Leading Authority in Treatment of Narcissism and Emotional Abuse

Let Your Anger be a Catalyst for Change

She came into her marriage believing they would work through anything.  She thought the times they were immature, or selfish, or careless would simply be the things anyone would walk through as they got older and wiser.  She thought surely God would not allow him to feel okay about raging, deceiving, or dismissing and belittling her. She did not expect a pervasive, steady path toward death of her joy, her hopes, her motivation, or her sense of what she had to offer to the world.

Maybe her story is your story.You wake up to what you’ve endured and, often unknowingly, enabled. You feel horrified at your naivete and the years that have been wasted because of it.  When that happens, you are likely to find yourself angry.

Deeply angry.

Although you have probably been taught that anger is a sinful thing, if you are this person, I think you’re right to be angry!  Your anger is a direct response to the dissonance between what is happening and what has been written on your heart about love.

What Does Anger Accomplish?

There was probably a time when you believed your love would change them; that speaking life over them, sharing your vision of their “good heart,” steadfastly forgiving every wrong against you would shape them into the kind of person you thought you saw.

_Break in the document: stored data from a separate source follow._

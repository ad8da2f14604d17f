use async_trait::async_trait;
use chrono::{DateTime, Utc};
use uuid::Uuid;

use crate::domain::{AuthoredPost, Page, PageRequest, Post, User};
use crate::error::RepoError;

/// Generic repository trait defining standard CRUD operations.
#[async_trait]
pub trait BaseRepository<T, ID>: Send + Sync {
    /// Find an entity by its unique ID.
    async fn find_by_id(&self, id: ID) -> Result<Option<T>, RepoError>;

    /// Persist a new entity.
    async fn insert(&self, entity: T) -> Result<T, RepoError>;

    /// Overwrite an existing entity.
    async fn update(&self, entity: T) -> Result<T, RepoError>;

    /// Delete an entity by its ID.
    async fn delete(&self, id: ID) -> Result<(), RepoError>;

    /// Number of stored entities.
    async fn count(&self) -> Result<u64, RepoError>;
}

/// Column the admin user list is ordered by.
#[derive(Debug, Clone, Copy, Default, PartialEq, Eq)]
pub enum UserSort {
    #[default]
    Username,
    Admin,
}

/// Admin user-list query.
#[derive(Debug, Clone, Default)]
pub struct UserFilter {
    /// Substring of the username.
    pub search: Option<String>,
    pub sort: UserSort,
    pub descending: bool,
}

/// User repository with domain-specific methods.
#[async_trait]
pub trait UserRepository: BaseRepository<User, Uuid> {
    /// Find a user by their email address.
    async fn find_by_email(&self, email: &str) -> Result<Option<User>, RepoError>;

    /// Find a user by their username.
    async fn find_by_username(&self, username: &str) -> Result<Option<User>, RepoError>;

    /// Record activity without rewriting the rest of the row.
    async fn touch_last_seen(&self, id: Uuid, at: DateTime<Utc>) -> Result<(), RepoError>;

    /// Paginated, filtered listing for the admin panel.
    async fn list(&self, filter: &UserFilter, page: PageRequest) -> Result<Page<User>, RepoError>;

    /// Every user ordered by username, for author pickers.
    async fn all(&self) -> Result<Vec<User>, RepoError>;
}

/// Post repository.
#[async_trait]
pub trait PostRepository: BaseRepository<Post, Uuid> {
    /// A post together with its author.
    async fn find_with_author(&self, id: Uuid) -> Result<Option<AuthoredPost>, RepoError>;

    /// Newest-first listing. With a term, only posts whose title or body
    /// contains it are returned.
    async fn search(
        &self,
        term: Option<&str>,
        page: PageRequest,
    ) -> Result<Page<AuthoredPost>, RepoError>;

    async fn find_by_user_id(&self, user_id: Uuid) -> Result<Vec<Post>, RepoError>;
}
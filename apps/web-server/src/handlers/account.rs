//! The logged-in user's profile page.

use actix_multipart::{Field, Multipart, MultipartError};
use actix_web::{HttpResponse, web};
use futures::TryStreamExt;

use quill_core::DomainError;
use quill_core::domain::User;
use quill_core::ports::FlashLevel;
use quill_core::services::Picture;
use quill_core::validation::FieldErrors;
use quill_shared::UserView;
use quill_shared::forms::AccountForm;

use crate::middleware::{AppError, AppResult, AuthUser, CurrentUser, Session};
use crate::state::AppState;
use crate::views;

const MAX_PICTURE_BYTES: usize = 5 * 1024 * 1024;
const MAX_TEXT_BYTES: usize = 64 * 1024;

fn account_page(
    session: &Session,
    current: &CurrentUser,
    user: &User,
    form: &AccountForm,
    errors: &FieldErrors,
) -> AppResult<HttpResponse> {
    let mut ctx = views::page("Account", session, current);
    views::with_form(&mut ctx, form, errors);
    ctx.insert("user", &UserView::from(user));
    views::render("account.html", &ctx)
}

/// GET /account
pub async fn show(
    session: Session,
    current: CurrentUser,
    AuthUser(user): AuthUser,
) -> AppResult<HttpResponse> {
    let form = AccountForm {
        username: user.username.clone(),
        email: user.email.clone(),
        about_me: user.about_me.clone().unwrap_or_default(),
        ..AccountForm::default()
    };
    account_page(&session, &current, &user, &form, &FieldErrors::new())
}

/// POST /account (multipart/form-data)
pub async fn update(
    state: web::Data<AppState>,
    session: Session,
    current: CurrentUser,
    AuthUser(user): AuthUser,
    payload: Multipart,
) -> AppResult<HttpResponse> {
    let (form, picture) = read_account_form(payload).await?;
    session.require_csrf(&form.csrf_token)?;

    match state
        .accounts()
        .update_profile(&user, (&form).into(), picture)
        .await
    {
        Ok(_) => {
            session.flash(FlashLevel::Success, "Your account has been updated!");
            Ok(views::redirect("/account"))
        }
        Err(DomainError::Invalid(errors)) => account_page(&session, &current, &user, &form, &errors),
        Err(e) => Err(e.into()),
    }
}

async fn read_account_form(
    mut payload: Multipart,
) -> AppResult<(AccountForm, Option<Picture>)> {
    let mut form = AccountForm::default();
    let mut picture = None;

    while let Some(field) = payload.try_next().await.map_err(bad_multipart)? {
        let Some(name) = field.name().map(str::to_string) else {
            continue;
        };
        if name == "picture" {
            let file_name = field
                .content_disposition()
                .and_then(|cd| cd.get_filename())
                .map(str::to_string)
                .unwrap_or_default();
            let bytes = read_field(field, MAX_PICTURE_BYTES).await?;
            // An empty file input still submits a nameless part.
            if !file_name.is_empty() && !bytes.is_empty() {
                picture = Some(Picture { file_name, bytes });
            }
        } else {
            let bytes = read_field(field, MAX_TEXT_BYTES).await?;
            let value = String::from_utf8(bytes)
                .map_err(|_| AppError::BadRequest(format!("Field {name} is not valid UTF-8.")))?;
            form.set(&name, value);
        }
    }
    Ok((form, picture))
}

async fn read_field(mut field: Field, limit: usize) -> AppResult<Vec<u8>> {
    let mut data = Vec::new();
    while let Some(chunk) = field.try_next().await.map_err(bad_multipart)? {
        if data.len() + chunk.len() > limit {
            return Err(AppError::BadRequest("The uploaded data is too large.".to_string()));
        }
        data.extend_from_slice(&chunk);
    }
    Ok(data)
}

fn bad_multipart(err: MultipartError) -> AppError {
    tracing::debug!(error = %err, "Malformed multipart body");
    AppError::BadRequest("The submitted form could not be read.".to_string())
}
//! Argon2 password hashing.

use argon2::{
    Argon2,
    password_hash::{PasswordHash, PasswordHasher, PasswordVerifier, SaltString, rand_core::OsRng},
};

use quill_core::ports::{AuthError, PasswordService};

/// Salted Argon2id hashes in PHC string form.
pub struct Argon2PasswordService {
    argon2: Argon2<'static>,
}

impl Argon2PasswordService {
    pub fn new() -> Self {
        Self {
            argon2: Argon2::default(),
        }
    }
}

impl Default for Argon2PasswordService {
    fn default() -> Self {
        Self::new()
    }
}

impl PasswordService for Argon2PasswordService {
    fn hash(&self, password: &str) -> Result<String, AuthError> {
        let salt = SaltString::generate(&mut OsRng);

        self.argon2
            .hash_password(password.as_bytes(), &salt)
            .map(|h| h.to_string())
            .map_err(|e| AuthError::HashingError(e.to_string()))
    }

    /// A stored value that is not a PHC string is an error, not a mismatch.
    fn verify(&self, password: &str, hash: &str) -> Result<bool, AuthError> {
        let parsed =
            PasswordHash::new(hash).map_err(|e| AuthError::HashingError(e.to_string()))?;

        Ok(self
            .argon2
            .verify_password(password.as_bytes(), &parsed)
            .is_ok())
    }
}
use chrono::{DateTime, Utc};
use serde::{Deserialize, Serialize};
use uuid::Uuid;

/// Post entity - a blog post owned by exactly one author.
#[derive(Debug, Clone, Serialize, Deserialize)]
pub struct Post {
    pub id: Uuid,
    pub user_id: Uuid,
    pub title: String,
    pub body: String,
    pub created_at: DateTime<Utc>,
    pub updated_at: DateTime<Utc>,
}

impl Post {
    /// Create a new post.
    pub fn new(user_id: Uuid, title: String, body: String) -> Self {
        let now = Utc::now();
        Self {
            id: Uuid::new_v4(),
            user_id,
            title,
            body,
            created_at: now,
            updated_at: now,
        }
    }

    pub fn is_authored_by(&self, user_id: Uuid) -> bool {
        self.user_id == user_id
    }

    /// Replace the content and bump the update timestamp.
    pub fn revise(&mut self, title: String, body: String) {
        self.title = title;
        self.body = body;
        self.updated_at = Utc::now();
    }
}

/// The public face of a post's author.
#[derive(Debug, Clone, Serialize, Deserialize)]
pub struct Author {
    pub id: Uuid,
    pub username: String,
    pub image_file: String,
}

/// A post joined with its author, as listed and displayed.
#[derive(Debug, Clone, Serialize, Deserialize)]
pub struct AuthoredPost {
    pub post: Post,
    pub author: Author,
}
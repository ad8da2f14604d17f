//! Health check endpoint.

use actix_web::{HttpResponse, web};
use serde::Serialize;

use crate::state::AppState;

#[derive(Serialize)]
pub struct HealthResponse {
    pub status: &'static str,
    pub version: &'static str,
    pub timestamp: String,
    pub database: &'static str,
}

/// Health check endpoint - returns server and storage status.
///
/// GET /health
pub async fn health_check(state: web::Data<AppState>) -> HttpResponse {
    let database = match state.users.count().await {
        Ok(_) => "ok",
        Err(e) => {
            tracing::error!(error = %e, "Health check: storage unavailable");
            "unavailable"
        }
    };

    let response = HealthResponse {
        status: if database == "ok" { "ok" } else { "degraded" },
        version: env!("CARGO_PKG_VERSION"),
        timestamp: chrono::Utc::now().to_rfc3339(),
        database,
    };

    if database == "ok" {
        HttpResponse::Ok().json(response)
    } else {
        HttpResponse::ServiceUnavailable().json(response)
    }
}
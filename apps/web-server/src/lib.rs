//! # Quill web server
//!
//! A small blogging application: accounts with sessions, posts with search,
//! profile pictures and an admin panel, served as HTML by actix-web.

pub mod config;
pub mod handlers;
pub mod middleware;
pub mod redirect;
pub mod state;
pub mod telemetry;
pub mod views;

pub use handlers::configure_routes;
pub use middleware::SessionMiddleware;
pub use state::AppState;
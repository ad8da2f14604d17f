//! Profile picture storage port.

use async_trait::async_trait;

/// Stores uploaded profile pictures as small thumbnails.
#[async_trait]
pub trait ProfileImageStore: Send + Sync {
    /// Thumbnail and persist an upload; returns the stored file name.
    ///
    /// `original_name` only contributes its extension; the stored name is random.
    async fn save(&self, original_name: &str, bytes: Vec<u8>) -> Result<String, MediaError>;

    /// Read a stored picture back.
    async fn load(&self, name: &str) -> Result<Vec<u8>, MediaError>;
}

/// Media errors.
#[derive(Debug, thiserror::Error)]
pub enum MediaError {
    #[error("File does not have an approved extension: {0}")]
    UnsupportedType(String),

    #[error("Invalid image: {0}")]
    InvalidImage(String),

    #[error("Image not found")]
    NotFound,

    #[error("Storage error: {0}")]
    Io(String),
}

/// Extensions accepted for profile pictures.
pub const ALLOWED_IMAGE_EXTENSIONS: &[&str] = &["jpg", "png"];

/// Lower-cased extension of `file_name` when it is an accepted picture type.
pub fn allowed_extension(file_name: &str) -> Option<String> {
    let (_, ext) = file_name.rsplit_once('.')?;
    let ext = ext.to_ascii_lowercase();
    ALLOWED_IMAGE_EXTENSIONS.contains(&ext.as_str()).then_some(ext)
}
//! Post entity for SeaORM.

use sea_orm::Set;
use sea_orm::entity::prelude::*;

#[derive(Clone, Debug, PartialEq, Eq, DeriveEntityModel)]
#[sea_orm(table_name = "post")]
pub struct Model {
    #[sea_orm(primary_key, auto_increment = false)]
    pub id: Uuid,
    pub title: String,
    #[sea_orm(column_type = "Text")]
    pub body: String,
    pub created_at: DateTimeWithTimeZone,
    pub updated_at: DateTimeWithTimeZone,
    pub user_id: Uuid,
}

#[derive(Copy, Clone, Debug, EnumIter, DeriveRelation)]
pub enum Relation {
    #[sea_orm(
        belongs_to = "super::user::Entity",
        from = "Column::UserId",
        to = "super::user::Column::Id",
        on_update = "Cascade",
        on_delete = "Cascade"
    )]
    User,
}

impl Related<super::user::Entity> for Entity {
    fn to() -> RelationDef {
        Relation::User.def()
    }
}

impl ActiveModelBehavior for ActiveModel {}

impl From<Model> for quill_core::domain::Post {
    fn from(model: Model) -> Self {
        Self {
            id: model.id,
            user_id: model.user_id,
            title: model.title,
            body: model.body,
            created_at: model.created_at.into(),
            updated_at: model.updated_at.into(),
        }
    }
}

impl From<quill_core::domain::Post> for ActiveModel {
    fn from(post: quill_core::domain::Post) -> Self {
        Self {
            id: Set(post.id),
            title: Set(post.title),
            body: Set(post.body),
            created_at: Set(post.created_at.into()),
            updated_at: Set(post.updated_at.into()),
            user_id: Set(post.user_id),
        }
    }
}
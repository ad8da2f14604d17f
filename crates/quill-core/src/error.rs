//! Domain-level error types.

use thiserror::Error;
use uuid::Uuid;

use crate::ports::{AuthError, MediaError};
use crate::validation::FieldErrors;

/// Domain errors - business logic failures.
#[derive(Debug, Error)]
pub enum DomainError {
    #[error("Entity not found: {entity_type} with id {id}")]
    NotFound { entity_type: &'static str, id: Uuid },

    /// Input failed validation; the errors are meant to be shown inline.
    #[error("Validation failed: {0}")]
    Invalid(FieldErrors),

    #[error("Invalid credentials")]
    InvalidCredentials,

    #[error("Passwords must match")]
    PasswordMismatch,

    /// The acting user may not touch this entity.
    #[error("Not permitted")]
    Forbidden,

    #[error(transparent)]
    Repo(#[from] RepoError),

    #[error(transparent)]
    Auth(#[from] AuthError),

    #[error(transparent)]
    Media(#[from] MediaError),
}

impl From<FieldErrors> for DomainError {
    fn from(errors: FieldErrors) -> Self {
        DomainError::Invalid(errors)
    }
}

/// Repository-level errors.
#[derive(Debug, Error)]
pub enum RepoError {
    #[error("Database connection failed: {0}")]
    Connection(String),

    #[error("Query execution failed: {0}")]
    Query(String),

    #[error("Entity not found")]
    NotFound,

    /// A unique constraint was violated; carries the offending column when known.
    #[error("Constraint violation: {0}")]
    Constraint(String),
}
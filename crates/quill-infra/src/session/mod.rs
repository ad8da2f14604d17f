//! Session stores - Redis and in-memory fallback.

mod memory;
#[cfg(feature = "redis")]
mod redis;

pub use memory::InMemorySessionStore;
#[cfg(feature = "redis")]
pub use redis::{RedisConfig, RedisSessionStore};

/// Key under which a session id is stored.
pub(crate) fn session_key(session_id: &str) -> String {
    format!("quill:session:{session_id}")
}
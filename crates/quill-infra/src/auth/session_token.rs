//! Signed session cookie values.
//!
//! The cookie carries a short JWT naming the server-side session id, so a
//! forged or edited cookie is rejected before the session store is touched.

use std::time::Duration;

use chrono::{TimeDelta, Utc};
use jsonwebtoken::{DecodingKey, EncodingKey, Header, Validation, decode, encode};
use serde::{Deserialize, Serialize};

use quill_core::ports::{AuthError, SessionTokenService};

const DEFAULT_SECRET: &str = "change-me-in-production";

#[derive(Debug, Clone)]
pub struct JwtConfig {
    pub secret: String,
    pub issuer: String,
}

impl Default for JwtConfig {
    fn default() -> Self {
        Self {
            secret: DEFAULT_SECRET.to_string(),
            issuer: "quill".to_string(),
        }
    }
}

impl JwtConfig {
    /// Read `SESSION_SECRET` and `SESSION_ISSUER`.
    pub fn from_env() -> Self {
        let secret = std::env::var("SESSION_SECRET").unwrap_or_else(|_| DEFAULT_SECRET.to_string());

        if secret == DEFAULT_SECRET {
            let is_production = std::env::var("RUST_ENV")
                .map(|v| v == "production" || v == "prod")
                .unwrap_or(false);

            if is_production {
                tracing::error!(
                    "SECURITY: Using default session secret in production! Set SESSION_SECRET."
                );
            } else {
                tracing::warn!("Using default session secret. Set SESSION_SECRET for production use.");
            }
        }

        Self {
            secret,
            issuer: std::env::var("SESSION_ISSUER").unwrap_or_else(|_| "quill".to_string()),
        }
    }
}

#[derive(Debug, Serialize, Deserialize)]
struct Claims {
    sid: String,
    exp: i64,
    iat: i64,
    iss: String,
}

/// HS256 tokens wrapping a session id.
pub struct JwtSessionTokenService {
    encoding_key: EncodingKey,
    decoding_key: DecodingKey,
    issuer: String,
}

impl JwtSessionTokenService {
    pub fn new(config: JwtConfig) -> Self {
        Self {
            encoding_key: EncodingKey::from_secret(config.secret.as_bytes()),
            decoding_key: DecodingKey::from_secret(config.secret.as_bytes()),
            issuer: config.issuer,
        }
    }

    pub fn from_env() -> Self {
        Self::new(JwtConfig::from_env())
    }
}

impl SessionTokenService for JwtSessionTokenService {
    fn issue(&self, session_id: &str, lifetime: Duration) -> Result<String, AuthError> {
        let now = Utc::now();
        let lifetime = TimeDelta::from_std(lifetime)
            .map_err(|e| AuthError::InvalidToken(e.to_string()))?;

        let claims = Claims {
            sid: session_id.to_string(),
            exp: (now + lifetime).timestamp(),
            iat: now.timestamp(),
            iss: self.issuer.clone(),
        };

        encode(&Header::default(), &claims, &self.encoding_key)
            .map_err(|e| AuthError::InvalidToken(e.to_string()))
    }

    fn verify(&self, token: &str) -> Result<String, AuthError> {
        let mut validation = Validation::default();
        validation.set_issuer(&[&self.issuer]);
        validation.leeway = 0;

        let data = decode::<Claims>(token, &self.decoding_key, &validation).map_err(|e| {
            match e.kind() {
                jsonwebtoken::errors::ErrorKind::ExpiredSignature => AuthError::TokenExpired,
                _ => AuthError::InvalidToken(e.to_string()),
            }
        })?;

        Ok(data.claims.sid)
    }
}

But, you’ve seen how well that has gone. Your anger won’t have any better results.  Punishing them to change won’t be any more effective than loving them to change.  It won’t make them see what they’ve done, or help them understand you, or invite them into a better relationship.  More than likely, it simply reinforces the passivity, or aggression, or passive aggression. And leaves you feeling like the wretched being they’ve been defining you as.

Use Your Anger to Move You Forward

Here are some practical actions you to allow your anger to move you forward, instead of keeping you stuck: “Character” Write out a list of the character qualities you long to be known for.  Some of these may be qualities you already exhibit, some are what you’ve admired in other people but may not have yet learned how to live out.  Regardless, include whatever resonates with who you want to be.  This becomes a bullseye – the grid through which you filter whatever comes across your path in a day and respond to it in such a way it keeps you moving toward that bullseye. “Courage” Let your anger, instead, bolster your courage to stand up against the abuses in the here and now, to take action immediately to consistently hold to your boundaries that enable you to stay in character, and to keep you from shrinking in fear. “Change” Use your anger to motivate you to change the way you do things, and to keep you from ever going back to tolerating what you put up with before, walking out the difference between letting life happen to you and you happening to life. “Check In” Check in with yourself, and consider asking someone to hold you accountable. Are the things you are doing keeping in step with the kind of person you want to be? Take a pulse check with the question, “Are my actions in line with the kind of person I want to be known for?”

Taking the Next Step

Are you finding it hard to move out of anger? We understand that this can be easier said than done. We offer programs and counseling services that can help you move forward!  If you would like to learn more, contact us here, or call our Client Care team at 206.219.0145.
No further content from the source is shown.